Russian court rules to free Chechen human rights advocate Oyub Titiev

Oyub Titiev
Oyub Titiev

Oyub Titiev behind bars in a court after a hearing in Shali, Russia, on March 18, 2019.


:: Russia Chechen human rights advocate Oyub Titiev was granted early release by a Russian court on Monday after being given a four-year penal colony sentence earlier this year, his lawyer and supporters said.

Titiev, who ran the Chechen office of the Memorial Human Rights Center that reports on rights abuses in the region, was sentenced in March after the court found him guilty of possessing illegal drugs, a charge his supporters say was trumped up.

Titiev, 61, is expected to be released next week. “The verdict will come into force in ten days,” Memorial tweeted after a judge read out the decision. The court hearing on his early release petition was held at the penal colony.

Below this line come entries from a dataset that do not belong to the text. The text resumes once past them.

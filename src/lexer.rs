//! Handwritten lexer for the subject language.

use crate::ast::Span;
use std::iter::Peekable;
use std::str::Chars;
use thiserror::Error;

#[derive(Debug, Clone, PartialEq)]
pub enum Token {
    // Literals
    Number(f64),
    Str(String),
    True,
    False,
    Null,
    Undefined,

    // Identifiers
    Ident(String),

    // Keywords
    Let,
    If,
    Else,
    While,
    Switch,
    Case,
    Default,
    Return,
    Break,
    Continue,
    Throw,
    Try,
    Catch,
    TypeOf,

    // Delimiters
    LParen,   // (
    RParen,   // )
    LBrace,   // {
    RBrace,   // }
    LBracket, // [
    RBracket, // ]
    Comma,    // ,
    Semicolon, // ;
    Colon,    // :
    Dot,      // .
    Question, // ?

    // Operators
    Eq,        // =
    EqEq,      // ==
    EqEqEq,    // ===
    Neq,       // !=
    NeqEq,     // !==
    Lt,        // <
    Gt,        // >
    Lte,       // <=
    Gte,       // >=
    Plus,      // +
    Minus,     // -
    Star,      // *
    Slash,     // /
    Percent,   // %
    Not,       // !
    AndAnd,    // &&
    OrOr,      // ||

    // Special
    Eof,
}

#[derive(Debug, Clone)]
pub struct SpannedToken {
    pub token: Token,
    pub span: Span,
}

#[derive(Error, Debug)]
pub enum LexError {
    #[error("unexpected character: {0}")]
    UnexpectedChar(char, Span),
    #[error("unterminated string")]
    UnterminatedString(Span),
    #[error("invalid escape sequence: \\{0}")]
    InvalidEscape(char, Span),
    #[error("invalid number: {0}")]
    InvalidNumber(String, Span),
    #[error("unterminated block comment")]
    UnterminatedComment(Span),
}

impl LexError {
    /// Get the source span where this error occurred
    pub fn span(&self) -> &Span {
        match self {
            LexError::UnexpectedChar(_, span) => span,
            LexError::UnterminatedString(span) => span,
            LexError::InvalidEscape(_, span) => span,
            LexError::InvalidNumber(_, span) => span,
            LexError::UnterminatedComment(span) => span,
        }
    }
}

pub struct Lexer<'a> {
    chars: Peekable<Chars<'a>>,
    pos: usize,
}

impl<'a> Lexer<'a> {
    pub fn new(input: &'a str) -> Self {
        Self {
            chars: input.chars().peekable(),
            pos: 0,
        }
    }

    pub fn tokenize(mut self) -> Result<Vec<SpannedToken>, LexError> {
        let mut tokens = Vec::new();
        loop {
            let tok = self.next_token()?;
            let is_eof = tok.token == Token::Eof;
            tokens.push(tok);
            if is_eof {
                break;
            }
        }
        Ok(tokens)
    }

    fn advance(&mut self) -> Option<char> {
        let c = self.chars.next()?;
        self.pos += c.len_utf8();
        Some(c)
    }

    fn peek(&mut self) -> Option<char> {
        self.chars.peek().copied()
    }

    fn eat(&mut self, expected: char) -> bool {
        if self.peek() == Some(expected) {
            self.advance();
            true
        } else {
            false
        }
    }

    fn skip_whitespace(&mut self) {
        while let Some(c) = self.peek() {
            if c.is_whitespace() {
                self.advance();
            } else {
                break;
            }
        }
    }

    fn skip_line_comment(&mut self) {
        while let Some(c) = self.advance() {
            if c == '\n' {
                break;
            }
        }
    }

    fn skip_block_comment(&mut self, start: usize) -> Result<(), LexError> {
        loop {
            match self.advance() {
                Some('*') if self.peek() == Some('/') => {
                    self.advance();
                    return Ok(());
                }
                Some(_) => {}
                None => return Err(LexError::UnterminatedComment(Span::new(start, self.pos))),
            }
        }
    }

    fn next_token(&mut self) -> Result<SpannedToken, LexError> {
        loop {
            self.skip_whitespace();
            if self.peek() != Some('/') {
                break;
            }
            let start = self.pos;
            self.advance();
            if self.eat('/') {
                self.skip_line_comment();
            } else if self.eat('*') {
                self.skip_block_comment(start)?;
            } else {
                // A lone slash is the division operator.
                return Ok(SpannedToken {
                    token: Token::Slash,
                    span: Span::new(start, self.pos),
                });
            }
        }

        let start = self.pos;

        let Some(c) = self.advance() else {
            return Ok(SpannedToken {
                token: Token::Eof,
                span: Span::new(start, start),
            });
        };

        let token = match c {
            '(' => Token::LParen,
            ')' => Token::RParen,
            '{' => Token::LBrace,
            '}' => Token::RBrace,
            '[' => Token::LBracket,
            ']' => Token::RBracket,
            ',' => Token::Comma,
            ';' => Token::Semicolon,
            ':' => Token::Colon,
            '.' => Token::Dot,
            '?' => Token::Question,
            '+' => Token::Plus,
            '-' => Token::Minus,
            '*' => Token::Star,
            '%' => Token::Percent,

            '=' => {
                if self.eat('=') {
                    if self.eat('=') {
                        Token::EqEqEq
                    } else {
                        Token::EqEq
                    }
                } else {
                    Token::Eq
                }
            }
            '!' => {
                if self.eat('=') {
                    if self.eat('=') {
                        Token::NeqEq
                    } else {
                        Token::Neq
                    }
                } else {
                    Token::Not
                }
            }
            '<' => {
                if self.eat('=') {
                    Token::Lte
                } else {
                    Token::Lt
                }
            }
            '>' => {
                if self.eat('=') {
                    Token::Gte
                } else {
                    Token::Gt
                }
            }
            '&' => {
                if self.eat('&') {
                    Token::AndAnd
                } else {
                    return Err(LexError::UnexpectedChar('&', Span::new(start, self.pos)));
                }
            }
            '|' => {
                if self.eat('|') {
                    Token::OrOr
                } else {
                    return Err(LexError::UnexpectedChar('|', Span::new(start, self.pos)));
                }
            }

            '"' | '\'' => self.lex_string(c, start)?,

            c if c.is_ascii_digit() => self.lex_number(c, start)?,

            c if c.is_alphabetic() || c == '_' || c == '$' => self.lex_ident(c),

            _ => return Err(LexError::UnexpectedChar(c, Span::new(start, self.pos))),
        };

        Ok(SpannedToken {
            token,
            span: Span::new(start, self.pos),
        })
    }

    fn lex_string(&mut self, quote: char, start: usize) -> Result<Token, LexError> {
        let mut s = String::new();
        loop {
            match self.advance() {
                Some(c) if c == quote => break,
                Some('\\') => {
                    let escaped = match self.advance() {
                        Some('n') => '\n',
                        Some('t') => '\t',
                        Some('r') => '\r',
                        Some('\\') => '\\',
                        Some('"') => '"',
                        Some('\'') => '\'',
                        Some('0') => '\0',
                        Some(c) => {
                            return Err(LexError::InvalidEscape(c, Span::new(start, self.pos)))
                        }
                        None => {
                            return Err(LexError::UnterminatedString(Span::new(start, self.pos)))
                        }
                    };
                    s.push(escaped);
                }
                Some('\n') | None => {
                    return Err(LexError::UnterminatedString(Span::new(start, self.pos)))
                }
                Some(c) => s.push(c),
            }
        }
        Ok(Token::Str(s))
    }

    fn lex_number(&mut self, first: char, start: usize) -> Result<Token, LexError> {
        let mut s = String::new();
        s.push(first);

        while let Some(c) = self.peek() {
            if c.is_ascii_digit() {
                s.push(c);
                self.advance();
            } else {
                break;
            }
        }

        if self.peek() == Some('.') {
            // Look ahead: `1.x` is a member access, `1.5` is a fraction.
            let mut chars = self.chars.clone();
            chars.next();
            if chars.peek().map_or(false, |c| c.is_ascii_digit()) {
                s.push('.');
                self.advance();
                while let Some(c) = self.peek() {
                    if c.is_ascii_digit() {
                        s.push(c);
                        self.advance();
                    } else {
                        break;
                    }
                }
            }
        }

        if matches!(self.peek(), Some('e') | Some('E')) {
            let mut chars = self.chars.clone();
            chars.next();
            let next = chars.peek().copied();
            let digit_after_sign = matches!(next, Some('+') | Some('-')) && {
                chars.next();
                chars.peek().map_or(false, |c| c.is_ascii_digit())
            };
            if next.map_or(false, |c| c.is_ascii_digit()) || digit_after_sign {
                s.push('e');
                self.advance();
                if matches!(self.peek(), Some('+') | Some('-')) {
                    s.push(self.advance().unwrap());
                }
                while let Some(c) = self.peek() {
                    if c.is_ascii_digit() {
                        s.push(c);
                        self.advance();
                    } else {
                        break;
                    }
                }
            }
        }

        let n: f64 = s
            .parse()
            .map_err(|_| LexError::InvalidNumber(s.clone(), Span::new(start, self.pos)))?;
        Ok(Token::Number(n))
    }

    fn lex_ident(&mut self, first: char) -> Token {
        let mut s = String::new();
        s.push(first);

        while let Some(c) = self.peek() {
            if is_ident_continue(c) {
                s.push(c);
                self.advance();
            } else {
                break;
            }
        }

        match s.as_str() {
            "let" => Token::Let,
            "if" => Token::If,
            "else" => Token::Else,
            "while" => Token::While,
            "switch" => Token::Switch,
            "case" => Token::Case,
            "default" => Token::Default,
            "return" => Token::Return,
            "break" => Token::Break,
            "continue" => Token::Continue,
            "throw" => Token::Throw,
            "try" => Token::Try,
            "catch" => Token::Catch,
            "typeof" => Token::TypeOf,
            "true" => Token::True,
            "false" => Token::False,
            "null" => Token::Null,
            "undefined" => Token::Undefined,
            _ => Token::Ident(s),
        }
    }
}

fn is_ident_continue(c: char) -> bool {
    c.is_alphanumeric() || c == '_' || c == '$'
}

#[cfg(test)]
mod tests {
    use super::*;

    fn tokens(input: &str) -> Vec<Token> {
        Lexer::new(input)
            .tokenize()
            .unwrap()
            .into_iter()
            .map(|t| t.token)
            .collect()
    }

    #[test]
    fn test_basic() {
        assert_eq!(
            tokens("let x = 42;"),
            vec![
                Token::Let,
                Token::Ident("x".into()),
                Token::Eq,
                Token::Number(42.0),
                Token::Semicolon,
                Token::Eof
            ]
        );
    }

    #[test]
    fn test_equality_family() {
        assert_eq!(
            tokens("a == b === c != d !== e"),
            vec![
                Token::Ident("a".into()),
                Token::EqEq,
                Token::Ident("b".into()),
                Token::EqEqEq,
                Token::Ident("c".into()),
                Token::Neq,
                Token::Ident("d".into()),
                Token::NeqEq,
                Token::Ident("e".into()),
                Token::Eof
            ]
        );
    }

    #[test]
    fn test_comments() {
        assert_eq!(
            tokens("x // comment\ny /* block */ z"),
            vec![
                Token::Ident("x".into()),
                Token::Ident("y".into()),
                Token::Ident("z".into()),
                Token::Eof
            ]
        );
    }

    #[test]
    fn test_division_is_not_a_comment() {
        assert_eq!(
            tokens("a / b"),
            vec![
                Token::Ident("a".into()),
                Token::Slash,
                Token::Ident("b".into()),
                Token::Eof
            ]
        );
    }

    #[test]
    fn test_numbers() {
        assert_eq!(tokens("1.5"), vec![Token::Number(1.5), Token::Eof]);
        assert_eq!(tokens("2e3"), vec![Token::Number(2000.0), Token::Eof]);
        // `1.x` lexes as a number followed by member access.
        assert_eq!(
            tokens("1.x"),
            vec![
                Token::Number(1.0),
                Token::Dot,
                Token::Ident("x".into()),
                Token::Eof
            ]
        );
    }

    #[test]
    fn test_strings() {
        assert_eq!(tokens("\"hi\\n\""), vec![Token::Str("hi\n".into()), Token::Eof]);
        assert_eq!(tokens("'single'"), vec![Token::Str("single".into()), Token::Eof]);
    }

    #[test]
    fn test_keywords_vs_idents() {
        let toks = tokens("typeof undefined lettuce");
        assert_eq!(
            toks,
            vec![
                Token::TypeOf,
                Token::Undefined,
                Token::Ident("lettuce".into()),
                Token::Eof
            ]
        );
    }
}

Titiev was arrested early last year. Under Russian law, a prisoner can ask for an early release if convicted under an offence qualifying as non-serious and if more than a third of jail term has been served, which Titiev has done, given time served before his sentencing.

Before his arrest, Titiev led a team that reported disappearances, torture, and punitive house burnings in Chechnya. Chechnya’s Kremlin-backed leader Ramzan Kadyrov, who earlier supported Titiev’s arrest, welcomed the court decision about his release.

“If a court found it possible to release Titiev earlier, I am sure that all the circumstances were studied and an objective decision was made,” Kadyrov said in a statement.